L’hippocampe n’est pas seul à la barre. On lui connaît des complices. En particulier l’amygdale, siège des émotions. Les recherches, menées notamment à Liège, montrent que, lors de l’activation des zones liées aux émotions, durant la phase de sommeil paradoxal, les rêves s’apparentent effectivement à des expériences affectives fortes. Les yeux vont dans tous les sens, la respiration s’accélère, le cœur s’emballe… Rêver est un effort physique intense. Mais sa fonction reste une énigme. A la théorie psychanalytique de Sigmund Freud, qui voit dans le rêve l’expression inconsciente de désirs et de sentiments refoulés, de nombreuses hypothèses sont venues s’ajouter. Pour les scientifiques experts du sommeil, sa fonction s’apparente à une «thérapie nocturne». Car, s’ils observent une hyperactivité émotionnelle lors des rêves, serait-ce pour dépouiller nos souvenirs de leurs émotions? C’est notamment la conviction de Steven Laureys et de Matthew Walker. «Ils effacent les blessures douloureuses suivant les épisodes émotionnels désagréables, voire traumatisants, vécus pendant la journée, offrant ainsi un pansement émotionnel au réveil», écrit Matthew Walker.

Ce qui permet ainsi de séparer progressivement l’émoi ressenti et l’expérience vécue. Dormir pour se souvenir et dormir pour oublier… Comment ce processus se produit-il? Le cerveau «remémorise», la nuit, les émotions intenses vécues, mais dans un état chimique qui les atténue de leur charge affective. En effet, au moment où le dormeur entre dans la phase de sommeil pendant laquelle il rêve, il bloque complètement la concentration de noradrénaline, molécule chimique associée au stress. En vingt-quatre heures, le sommeil paradoxal demeure le seul moment où l’inaction de cette substance à l’origine de l’anxiété est activée. Dormir, donc, pour se souvenir et dormir pour oublier sans éprouver du stress, dans un espace sécurisé.

(1) Le Sommeil, c’est bon pour le cerveau, par Steven Laureys, Odile Jacob, 2023, 368 p.

Un processus complexe

Il faut l’imaginer comme une grande maison. D’abord, on entre dans le vestibule, c’est le sommeil lent léger. Durant cette phase, le dormeur n’a plus vraiment conscience de ce qui se passe autour de lui, mais un bruissement, un chuchotement peut facilement le réveiller. Ce sommeil lent léger représente la majeure partie du sommeil. Dix minutes plus tard, il entre dans le premier salon. Il n’y reste pas longtemps, environ une demi-heure.

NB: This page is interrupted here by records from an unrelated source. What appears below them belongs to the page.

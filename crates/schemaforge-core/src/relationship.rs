//! Relation metadata for schemaforge field descriptors.
//!
//! Relations are supplied as part of the parsed data model. A relation field
//! either owns the foreign keys that implement it (the forward side) or is the
//! inverse view of a relation owned by the other model (the back side). Both
//! sides render identically; the role only feeds documentation and the
//! optionality rules.

use serde::{Deserialize, Serialize};

/// Which side of a relation a field sits on.
#[derive(Debug, Clone, Copy, Default, PartialEq, Eq, Hash, Serialize, Deserialize)]
pub enum RelationRole {
    /// The field owns local foreign-key fields: `Post.author` via `authorId`.
    #[default]
    Forward,
    /// The field is the inverse side: `User.posts`.
    Back,
}

/// Cardinality of a relation as seen from the owning model.
#[derive(Debug, Clone, Copy, Default, PartialEq, Eq, Hash, Serialize, Deserialize)]
pub enum RelationshipKind {
    /// One-to-one: `User` has one `Profile`.
    OneToOne,
    /// Many-to-one: many `Post`s belong to one `User`.
    #[default]
    ManyToOne,
    /// One-to-many: one `User` has many `Post`s.
    OneToMany,
    /// Many-to-many: implicit relation through a hidden link table.
    ManyToMany,
}

impl RelationshipKind {
    /// Short human readable label used in generated documentation.
    #[must_use]
    pub const fn label(&self) -> &'static str {
        match self {
            RelationshipKind::OneToOne => "one-to-one",
            RelationshipKind::ManyToOne => "many-to-one",
            RelationshipKind::OneToMany => "one-to-many",
            RelationshipKind::ManyToMany => "many-to-many",
        }
    }
}

/// Metadata about the relation carried by a relation field.
#[derive(Debug, Clone, Default, PartialEq, Eq, Serialize, Deserialize)]
#[serde(rename_all = "camelCase")]
pub struct RelationInfo {
    /// Name of the related model (e.g. `"User"`).
    pub related_model: String,

    /// Relation discriminator name, when the schema names the relation.
    #[serde(default)]
    pub relation_name: Option<String>,

    /// Local foreign-key fields owned by this side (e.g. `["authorId"]`).
    #[serde(default)]
    pub from_fields: Vec<String>,

    /// Fields on the related model referenced by `from_fields`.
    #[serde(default)]
    pub references: Vec<String>,
}

impl RelationInfo {
    /// Create relation metadata pointing at `related_model`.
    pub fn new(related_model: impl Into<String>) -> Self {
        Self {
            related_model: related_model.into(),
            ..Self::default()
        }
    }

    /// Set the relation discriminator name.
    #[must_use]
    pub fn name(mut self, name: impl Into<String>) -> Self {
        self.relation_name = Some(name.into());
        self
    }

    /// Set the local foreign-key fields.
    #[must_use]
    pub fn from_fields<I, S>(mut self, fields: I) -> Self
    where
        I: IntoIterator<Item = S>,
        S: Into<String>,
    {
        self.from_fields = fields.into_iter().map(Into::into).collect();
        self
    }

    /// Set the referenced fields on the related model.
    #[must_use]
    pub fn references<I, S>(mut self, fields: I) -> Self
    where
        I: IntoIterator<Item = S>,
        S: Into<String>,
    {
        self.references = fields.into_iter().map(Into::into).collect();
        self
    }

    /// Whether this side owns foreign keys.
    #[must_use]
    pub fn owns_foreign_keys(&self) -> bool {
        !self.from_fields.is_empty()
    }

    /// Role of this side of the relation.
    #[must_use]
    pub fn role(&self) -> RelationRole {
        if self.owns_foreign_keys() {
            RelationRole::Forward
        } else {
            RelationRole::Back
        }
    }

    /// Cardinality as seen from the owning model, given the field's list-ness.
    #[must_use]
    pub fn kind(&self, is_list: bool) -> RelationshipKind {
        match (self.role(), is_list) {
            (RelationRole::Forward, false) => RelationshipKind::ManyToOne,
            (RelationRole::Forward, true) => RelationshipKind::ManyToMany,
            (RelationRole::Back, true) => RelationshipKind::OneToMany,
            (RelationRole::Back, false) => RelationshipKind::OneToOne,
        }
    }
}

C’est la phase de sommeil lent profond, qui dure une trentaine de minutes et joue le rôle de récupération essentiel au cerveau et au corps en général. Ainsi, au cours de la nuit, on passe d’une pièce à l’autre, avec une visite obligée d’un petit quart d’heure à la cave, lieu des rêves. C’est le sommeil paradoxal. Il se caractérise par une intense activité du cerveau – d’où son nom – , alors même que les muscles du dormeur sont frappés d’une complète atonie. Seuls les muscles oculaires, le diaphragme et les petits muscles de l’oreille interne ne sont pas paralysés. Cette phase ponctue la fin de chaque cycle d’environ nonante minutes. Une bonne nuit de sommeil compte en moyenne de trois à cinq cycles.